Les pères et les mères, les instituteurs et les institutrices ont tous le sentiment de cette grande règle. Comment ne l'auraient-ils pas, puisqu'ils ne sauraient échapper entièrement à la conscience de ce qui se passe continuellement en eux? Guidés par ce sentiment non réfléchi, ils s'adressent en toute confiance à la pensée de leurs élèves pour arriver à leur cœur, et du cœur à la conduite. Mais il leur faudrait une vive lumière pour bien faire, et ils n'ont que des lueurs toujours faibles, et quelquefois trompeuses.

Voulant donc faire servir notre Cours de langue à la culture du cœur, nous avons dû approfondir ce grand sujet, et nous offrons ici les résultats de nos études. Mais avant d'entrer dans la recherche des moyens, il s'agit de marquer le terme vers lequel l'éducation doit acheminer ses élèves, et c'est par là que nous commencerons.

CHAPITRE PREMIER.

BUT QU'IL FAUT SE PROPOSER DANS L'ÉDUCATION DES ENFANTS.

Les savants qui ont écrit sur l'éducation expriment le but vers lequel il faut conduire la jeunesse par ces mots: vertu, perfection, dignité humaine, ou destination de l'homme. Ces expressions désignent sans contredit de belles et grandes pensées; mais pourtant elles laissent du vague où il ne devrait point y en avoir. Chacun peut les étendre ou les resserrer à son gré, et chacun les mesure, pour ainsi dire, à sa taille. Il nous faut quelque chose de plus positif en même temps et de plus sensible.

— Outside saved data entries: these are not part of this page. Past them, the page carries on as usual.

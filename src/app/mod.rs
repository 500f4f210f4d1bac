//! Application state and main event loop
//!
//! This module contains the core application logic, state management,
//! and the main run loop. It follows the Elm Architecture (TEA) pattern:
//! - Model: App struct fields and the current `PageMount`
//! - Update: handlers.rs
//! - View: render() method

mod handlers;
mod page;
mod types;

pub use types::{LoadStats, Tab};

use color_eyre::Result;
use std::path::Path;
use std::time::Duration;
use tui_logger::TuiWidgetState;

use crate::components::{Spinner, StatefulList};
use crate::config::Config;
use crate::event::{Event, EventHandler};
use crate::gallery::{self, Gallery, TimelineFilter, TimelineItem};
use crate::theme::Theme;
use crate::tui::{self, Tui};
use crate::ui;

use page::PageMount;

/// Main application
pub struct App {
    /// Terminal instance
    terminal: Tui,

    /// Event handler
    events: EventHandler,

    /// Theme
    theme: Theme,

    /// User configuration
    pub(super) config: Config,

    /// Loaded gallery
    pub(super) gallery: Gallery,

    /// Where the gallery came from, for the header
    pub(super) gallery_label: String,

    /// Current tab
    pub(super) tab: Tab,

    /// Timeline rows with selection
    pub(super) timeline: StatefulList<TimelineItem>,

    /// Active timeline filter
    pub(super) filter: TimelineFilter,

    /// Search text being typed, committed on Enter
    pub(super) search_input: Option<String>,

    /// Current page mount (spinner + image loads)
    pub(super) page: Option<PageMount>,

    /// Overlay glyph animation
    pub(super) spinner: Spinner,

    /// Show help popup
    pub(super) show_help: bool,

    /// Show logs popup
    pub(super) show_logs: bool,

    /// tui-logger widget state
    pub(super) logger_state: TuiWidgetState,

    /// Error message
    pub(super) error: Option<String>,

    /// Should quit
    pub(super) should_quit: bool,
}

impl App {
    /// Create a new application
    pub async fn new(config: Config) -> Result<Self> {
        let terminal = tui::init()?;
        let events = EventHandler::new(Duration::from_millis(50));

        let mut app = Self {
            terminal,
            events,
            theme: Theme::new(),
            config,
            gallery: Gallery::default(),
            gallery_label: String::new(),
            tab: Tab::Timeline,
            timeline: StatefulList::new(),
            filter: TimelineFilter::default(),
            search_input: None,
            page: None,
            spinner: Spinner::with_message("Loading artworks..."),
            show_help: false,
            show_logs: false,
            logger_state: TuiWidgetState::new(),
            error: None,
            should_quit: false,
        };

        app.load_gallery().await;
        app.mount_page();

        Ok(app)
    }

    /// Read the configured gallery, falling back to an empty one on error
    pub(super) async fn load_gallery(&mut self) {
        let loaded = match self.config.gallery_path.clone() {
            Some(path) => {
                let base_dir = path
                    .parent()
                    .map(Path::to_path_buf)
                    .unwrap_or_default();
                self.gallery_label = path.display().to_string();
                gallery::load_from_path(&path)
                    .await
                    .map(|artworks| Gallery::new(artworks, base_dir))
            }
            None => {
                self.gallery_label = "demo gallery".to_string();
                Gallery::demo()
            }
        };

        match loaded {
            Ok(gallery) => {
                log::info!(
                    "Loaded {} artworks from {}",
                    gallery.artworks().len(),
                    self.gallery_label
                );
                self.gallery = gallery;
            }
            Err(e) => {
                log::error!("Failed to load gallery: {}", e);
                self.error = Some(e.to_string());
                self.gallery = Gallery::default();
            }
        }
    }

    /// Unmount the current page (cancelling its timers and loads) and mount
    /// a fresh one for the current gallery and filter
    pub(super) fn mount_page(&mut self) {
        self.page = None;

        let timeline = self.gallery.timeline(&self.filter);
        let page = PageMount::mount(&self.gallery, &timeline, &self.config);
        self.timeline.set_items(timeline);
        self.timeline.select_first();
        self.page = Some(page);
    }

    /// Whether the page overlay still covers the view
    pub(super) fn overlay_active(&self) -> bool {
        self.page
            .as_ref()
            .is_some_and(|page| page.spinner().phase.is_rendered())
    }

    /// Main run loop
    pub async fn run(&mut self) -> Result<()> {
        while !self.should_quit {
            // Render
            self.render()?;

            // Wait for terminal input, or for the page to change: an image
            // load is forwarded to the spinner as soon as it finishes
            let event = match self.page.as_mut() {
                Some(page) => tokio::select! {
                    event = self.events.next() => Some(event?),
                    _ = page.next_update() => None,
                },
                None => Some(self.events.next().await?),
            };

            match event {
                Some(Event::Tick) => {
                    self.spinner.tick();
                }
                Some(Event::Key(key)) => {
                    self.handle_key(key).await;
                }
                Some(Event::Resize) | None => {
                    // Redrawn on the next turn
                }
                Some(Event::Error(e)) => {
                    self.error = Some(e);
                }
            }
        }

        // Cleanup
        self.page = None;
        tui::restore()?;

        Ok(())
    }

    /// Render the UI
    pub(super) fn render(&mut self) -> Result<()> {
        // Extract values before the closure to avoid borrow issues
        let theme = &self.theme;
        let tab = self.tab;
        let show_help = self.show_help;
        let show_logs = self.show_logs;
        let logger_state = &self.logger_state;
        let spinner_char = self.spinner.char();
        let spinner_message = self.spinner.message();
        let error_msg = self.error.clone();
        let gallery = &self.gallery;
        let gallery_label = self.gallery_label.as_str();
        let filter = &self.filter;
        let search_input = self.search_input.as_deref();
        let timeline = &mut self.timeline;
        let (snapshot, load_stats) = match self.page.as_ref() {
            Some(page) => (Some(page.spinner()), page.load_stats()),
            None => (None, LoadStats::default()),
        };

        let hint = Self::footer_hint(
            snapshot.is_some_and(|s| s.phase.is_rendered()),
            search_input.is_some(),
        );

        self.terminal.draw(|frame| {
            let (header_area, content_area, footer_area) = ui::main_layout(frame.area());

            ui::render_header(frame, theme, header_area, tab, gallery_label, snapshot);

            match tab {
                Tab::Timeline => {
                    ui::render_timeline_view(
                        frame,
                        theme,
                        content_area,
                        timeline,
                        filter,
                        search_input,
                    );
                }
                Tab::Stats => {
                    ui::render_stats_view(frame, theme, content_area, gallery, load_stats);
                }
            }

            ui::render_footer(frame, theme, footer_area, hint);

            // Page overlay covers the view until it is hidden
            if let Some(snapshot) = snapshot {
                ui::render_page_overlay(frame, theme, snapshot, spinner_char, spinner_message);
            }

            if show_help {
                ui::render_help(frame, theme);
            }

            if show_logs {
                ui::render_logs(frame, theme, logger_state);
            }

            if let Some(ref msg) = error_msg {
                ui::render_error_popup(frame, theme, msg);
            }
        })?;

        Ok(())
    }

    fn footer_hint(overlay_active: bool, searching: bool) -> &'static str {
        if overlay_active {
            " Loading... | q: Quit "
        } else if searching {
            " Type to search | Enter: Apply | Esc: Cancel "
        } else {
            " Tab: View | j/k: Navigate | m/y: Medium/Year | /: Search | c: Clear | r: Reload | ?: Help | q: Quit "
        }
    }
}
//! Application types and state definitions

/// Application tabs/views
#[derive(Debug, Clone, Copy, PartialEq, Eq)]
pub enum Tab {
    Timeline,
    Stats,
}

impl Tab {
    pub fn all() -> &'static [Tab] {
        &[Tab::Timeline, Tab::Stats]
    }

    pub fn title(&self) -> &'static str {
        match self {
            Tab::Timeline => " Timeline ",
            Tab::Stats => " Stats ",
        }
    }

    pub fn index(&self) -> usize {
        match self {
            Tab::Timeline => 0,
            Tab::Stats => 1,
        }
    }

    pub fn from_index(index: usize) -> Self {
        match index {
            1 => Tab::Stats,
            _ => Tab::Timeline,
        }
    }

    pub fn next(&self) -> Self {
        Tab::from_index((self.index() + 1) % Tab::all().len())
    }
}

/// Image load bookkeeping for the current page mount
#[derive(Debug, Clone, Copy, Default, PartialEq, Eq)]
pub struct LoadStats {
    /// Loads that completed
    pub loaded: usize,
    /// Loads that failed
    pub failed: usize,
}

Les sages de l'antiquité se sont étudiés à nous faire le

portrait de ce que tout homme doit devenir. Ils voulaient avoir un modèle vivant sous les yeux, parce que la vie parle tout autrement à l'homme qu'une froide doctrine. Cependant ce modèle, si souvent retouché, a d'énormes défauts. Il a partout quelque chose d'insensible, de dur et d'étroit qui blesse le sentiment délicat du bien. On y trouve le citoyen, le guerrier, le philosophe, mais toujours aux dépens de l'homme. Puis ce juste, qui n'est pourtant qu'un fragile mortel, dépendant à tous égards, a l'air de vouloir s'asseoir fièrement sur le trône de l'univers, à côté de la Divinité. C'est du sublime, il est vrai, mais du sublime ridicule.

Depuis que le Sauveur a paru sur la terre, nous sommes heureusement dispensés de nous composer un modèle digne de notre imitation. Il nous a été envoyé par le Père des miséricordes, et il agit d'autant plus puissamment sur nous, que nous ne saurions le connaître et l'envisager sans l'aimer. C'est donc sur lui que le Cours de langue fixera son attention, et c'est lui, pour nous servir de l'expression de l'Apôtre, c'est lui qu'il tâchera de former dans ses élèves 1.

Pour aider les instituteurs et les institutrices qui voudront faire usage de notre travail, nous essayerons de crayonner ici l'image du Sauveur. Toutefois nous sentons bien vivement l'impuissance où nous sommes de rendre dignement un si grand objet. En ce moment nous éprouvons tout l'embarras de Léonard de Vinci, lorsque, dans son tableau de la Cène, il en vint à peindre le Seigneur comme il en avait l'image devant l'esprit et dans le cœur. Mais il sut vaincre son embarras, et nous devons surmonter le nôtre, afin de répandre sur notre sujet toute la lumière dont il a besoin.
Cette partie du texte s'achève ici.